//! Change notifications shared by every store backend.
//!
//! Writers publish a [`StoreChange`] on a bounded `tokio::broadcast` channel.
//! A notification only says *that* something changed; consumers re-read the
//! store to learn the new value. When a receiver falls behind, the missed
//! notifications are coalesced into a single [`ChangeScope::All`] signal so no
//! change goes unobserved.

use std::sync::Arc;
use std::sync::atomic::{AtomicBool, AtomicU64, Ordering};

use chrono::{DateTime, Utc};
use serde::{Deserialize, Serialize};
use tokio::sync::broadcast::{self, Receiver, Sender};
use tokio::task::JoinHandle;
use tracing::warn;
use uuid::Uuid;

/// Identifier assigned to each published change.
pub type ChangeId = u64;

/// Default broadcast buffer size.
const DEFAULT_CHANGE_CAPACITY: usize = 64;

/// Callback invoked for every change delivered to a [`Subscription`].
pub type ChangeListener = Arc<dyn Fn(&StoreChange) + Send + Sync>;

/// Portion of the store affected by a change.
#[derive(Debug, Clone, PartialEq, Eq, Serialize, Deserialize)]
#[serde(tag = "scope", content = "key", rename_all = "snake_case")]
pub enum ChangeScope {
    /// A single key was written.
    Key(String),
    /// Any key may have changed; re-read everything of interest.
    All,
}

impl ChangeScope {
    /// Whether a consumer interested in `key` must re-read it.
    #[must_use]
    pub fn affects(&self, key: &str) -> bool {
        match self {
            Self::Key(changed) => changed == key,
            Self::All => true,
        }
    }
}

/// Notification that the store changed, without the new value.
#[derive(Debug, Clone, PartialEq, Eq, Serialize, Deserialize)]
pub struct StoreChange {
    /// Sequential identifier within the originating bus.
    pub id: ChangeId,
    /// Emission timestamp.
    pub timestamp: DateTime<Utc>,
    /// Identifier of the store handle that made the change.
    pub origin: Uuid,
    /// Keys affected by the change.
    pub scope: ChangeScope,
}

/// Broadcast bus carrying [`StoreChange`] notifications.
#[derive(Clone)]
pub struct ChangeBus {
    sender: Sender<StoreChange>,
    next_id: Arc<AtomicU64>,
}

impl ChangeBus {
    /// Construct a bus with the provided broadcast capacity.
    ///
    /// # Panics
    ///
    /// Panics if `capacity` is zero.
    #[must_use]
    pub fn with_capacity(capacity: usize) -> Self {
        assert!(capacity > 0, "change bus capacity must be positive");
        let (sender, _) = broadcast::channel(capacity);
        Self {
            sender,
            next_id: Arc::new(AtomicU64::new(1)),
        }
    }

    /// Construct a bus with the default buffer size.
    #[must_use]
    pub fn new() -> Self {
        Self::with_capacity(DEFAULT_CHANGE_CAPACITY)
    }

    /// Publish a change and return its identifier.
    pub fn publish(&self, origin: Uuid, scope: ChangeScope) -> ChangeId {
        let change = StoreChange {
            id: self.next_id.fetch_add(1, Ordering::Relaxed),
            timestamp: Utc::now(),
            origin,
            scope,
        };
        let id = change.id;
        // No receivers is not an error: nobody is listening yet.
        let _ = self.sender.send(change);
        id
    }

    /// Open a stream that observes every change published from now on.
    #[must_use]
    pub fn subscribe(&self) -> ChangeStream {
        ChangeStream {
            receiver: self.sender.subscribe(),
            next_id: Arc::clone(&self.next_id),
        }
    }
}

impl Default for ChangeBus {
    fn default() -> Self {
        Self::new()
    }
}

/// Receiving side of a [`ChangeBus`].
pub struct ChangeStream {
    receiver: Receiver<StoreChange>,
    next_id: Arc<AtomicU64>,
}

impl ChangeStream {
    /// Receive the next change. Returns `None` once every publisher is gone.
    pub async fn next(&mut self) -> Option<StoreChange> {
        match self.receiver.recv().await {
            Ok(change) => Some(change),
            Err(broadcast::error::RecvError::Lagged(missed)) => {
                warn!(missed, "change stream lagged; coalescing into a full resync");
                Some(StoreChange {
                    id: self.next_id.fetch_add(1, Ordering::Relaxed),
                    timestamp: Utc::now(),
                    origin: Uuid::nil(),
                    scope: ChangeScope::All,
                })
            }
            Err(broadcast::error::RecvError::Closed) => None,
        }
    }
}

/// Registration of a [`ChangeListener`].
///
/// Delivery stops as soon as the handle is cancelled or dropped, including for
/// a change that is already queued but not yet handed to the listener.
pub struct Subscription {
    active: Arc<AtomicBool>,
    task: JoinHandle<()>,
}

impl Subscription {
    /// Forward every change from `stream` to `listener` on a background task.
    ///
    /// # Panics
    ///
    /// Panics when called outside a Tokio runtime.
    #[must_use]
    pub fn spawn(mut stream: ChangeStream, listener: ChangeListener) -> Self {
        let active = Arc::new(AtomicBool::new(true));
        let flag = Arc::clone(&active);
        let task = tokio::spawn(async move {
            while let Some(change) = stream.next().await {
                if !flag.load(Ordering::Acquire) {
                    break;
                }
                listener(&change);
            }
        });
        Self { active, task }
    }

    /// Whether the listener may still be invoked.
    #[must_use]
    pub fn is_active(&self) -> bool {
        self.active.load(Ordering::Acquire) && !self.task.is_finished()
    }

    /// Stop delivery. Equivalent to dropping the handle.
    pub fn cancel(self) {
        drop(self);
    }
}

impl Drop for Subscription {
    fn drop(&mut self) {
        self.active.store(false, Ordering::Release);
        self.task.abort();
    }
}
//! Command handlers.

pub(crate) mod interval;
pub(crate) mod watch;
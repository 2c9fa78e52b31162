//! Logging initialisation and configuration.
//!
//! # Design
//! - Single entry point installs an `EnvFilter` plus a pretty or JSON fmt layer.
//! - `RUST_LOG` takes precedence over the configured level.
//! - The build identifier is recorded once and read back through [`build_sha`].

use std::fmt::{Display, Formatter};
use std::str::FromStr;

use once_cell::sync::OnceCell;
use serde::Serialize;
use tracing_subscriber::{EnvFilter, fmt, layer::SubscriberExt, util::SubscriberInitExt};

use crate::error::{Result, TelemetryError};

/// Default logging target when `RUST_LOG` is not provided.
pub const DEFAULT_LOG_LEVEL: &str = "info";

static BUILD_SHA: OnceCell<String> = OnceCell::new();

/// Configure and install the global tracing subscriber.
///
/// # Errors
///
/// Returns an error if the tracing subscriber cannot be installed (for example,
/// because another subscriber has already been set globally).
pub fn init_logging(config: &LoggingConfig<'_>) -> Result<()> {
    let _ = BUILD_SHA.set(config.build_sha.to_string());
    install_fmt_subscriber(config)
}

/// Access the build SHA recorded during logging initialisation.
#[must_use]
pub fn build_sha() -> &'static str {
    BUILD_SHA.get().map_or("dev", String::as_str)
}

/// Logging configuration.
#[derive(Debug, Clone)]
pub struct LoggingConfig<'a> {
    /// Log level string (e.g., `info`, `debug`).
    pub level: &'a str,
    /// Output format selection for the tracing subscriber.
    pub format: LogFormat,
    /// Build identifier recorded in structured logs.
    pub build_sha: &'a str,
}

impl Default for LoggingConfig<'_> {
    fn default() -> Self {
        Self {
            level: DEFAULT_LOG_LEVEL,
            format: LogFormat::infer(),
            build_sha: build_sha(),
        }
    }
}

/// Available output formats for the logger.
#[derive(Debug, Clone, Copy, PartialEq, Eq, Serialize)]
#[serde(rename_all = "lowercase")]
pub enum LogFormat {
    /// Emit logs as structured JSON objects.
    Json,
    /// Emit human-readable, pretty-printed logs.
    Pretty,
}

impl LogFormat {
    /// Choose a sensible default for the current build.
    #[must_use]
    pub const fn infer() -> Self {
        if cfg!(debug_assertions) {
            Self::Pretty
        } else {
            Self::Json
        }
    }
}

impl FromStr for LogFormat {
    type Err = TelemetryError;

    fn from_str(value: &str) -> Result<Self> {
        match value.trim().to_ascii_lowercase().as_str() {
            "json" => Ok(Self::Json),
            "pretty" => Ok(Self::Pretty),
            _ => Err(TelemetryError::UnknownLogFormat {
                value: value.to_string(),
            }),
        }
    }
}

impl Display for LogFormat {
    fn fmt(&self, formatter: &mut Formatter<'_>) -> std::fmt::Result {
        formatter.write_str(match self {
            Self::Json => "json",
            Self::Pretty => "pretty",
        })
    }
}

fn install_fmt_subscriber(config: &LoggingConfig<'_>) -> Result<()> {
    // Logs go to stderr so command output on stdout stays machine-readable.
    match config.format {
        LogFormat::Json => tracing_subscriber::registry()
            .with(build_env_filter(config.level))
            .with(
                fmt::layer()
                    .json()
                    .with_writer(std::io::stderr)
                    .with_target(false)
                    .with_thread_ids(false),
            )
            .try_init()
            .map_err(|source| TelemetryError::SubscriberInstall { source }),
        LogFormat::Pretty => tracing_subscriber::registry()
            .with(build_env_filter(config.level))
            .with(
                fmt::layer()
                    .with_writer(std::io::stderr)
                    .with_target(false)
                    .with_thread_ids(false),
            )
            .try_init()
            .map_err(|source| TelemetryError::SubscriberInstall { source }),
    }
}

fn build_env_filter(level: &str) -> EnvFilter {
    EnvFilter::try_from_default_env().unwrap_or_else(|_| EnvFilter::new(level))
}

#[cfg(test)]
mod tests {
    use super::*;

    #[test]
    fn log_format_parses_known_names() {
        assert_eq!("json".parse::<LogFormat>().unwrap(), LogFormat::Json);
        assert_eq!(" Pretty ".parse::<LogFormat>().unwrap(), LogFormat::Pretty);
        assert!(matches!(
            "xml".parse::<LogFormat>(),
            Err(TelemetryError::UnknownLogFormat { value }) if value == "xml"
        ));
        assert_eq!(LogFormat::Json.to_string(), "json");
    }

    #[test]
    fn default_config_uses_info_level() {
        let config = LoggingConfig::default();
        assert_eq!(config.level, DEFAULT_LOG_LEVEL);
        assert_eq!(config.format, LogFormat::infer());
    }

    #[test]
    fn second_install_is_reported() {
        let config = LoggingConfig {
            level: "debug",
            format: LogFormat::Json,
            build_sha: "abc123",
        };
        let _ = init_logging(&config);
        let second = init_logging(&config);
        assert!(matches!(
            second,
            Err(TelemetryError::SubscriberInstall { .. })
        ));
        assert_eq!(build_sha(), "abc123");
    }
}
#![forbid(unsafe_code)]
#![deny(
    warnings,
    dead_code,
    unused,
    unused_imports,
    unused_must_use,
    unreachable_pub,
    clippy::all,
    clippy::pedantic,
    clippy::nursery,
    rustdoc::broken_intra_doc_links,
    rustdoc::bare_urls,
    missing_docs
)]

//! Shared test helpers used across the auto-lock crates.
//! Layout: fixtures.rs (temporary store files), mocks.rs (instrumented store doubles).

pub mod fixtures;
pub mod mocks;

> **TASK GOAL**
Which lines of the records above contain the word "mocks"? Copy each of them.

> **RESULT OF THIS EXERCISE**
//! Layout: fixtures.rs (temporary store files), mocks.rs (instrumented store doubles).
pub mod mocks;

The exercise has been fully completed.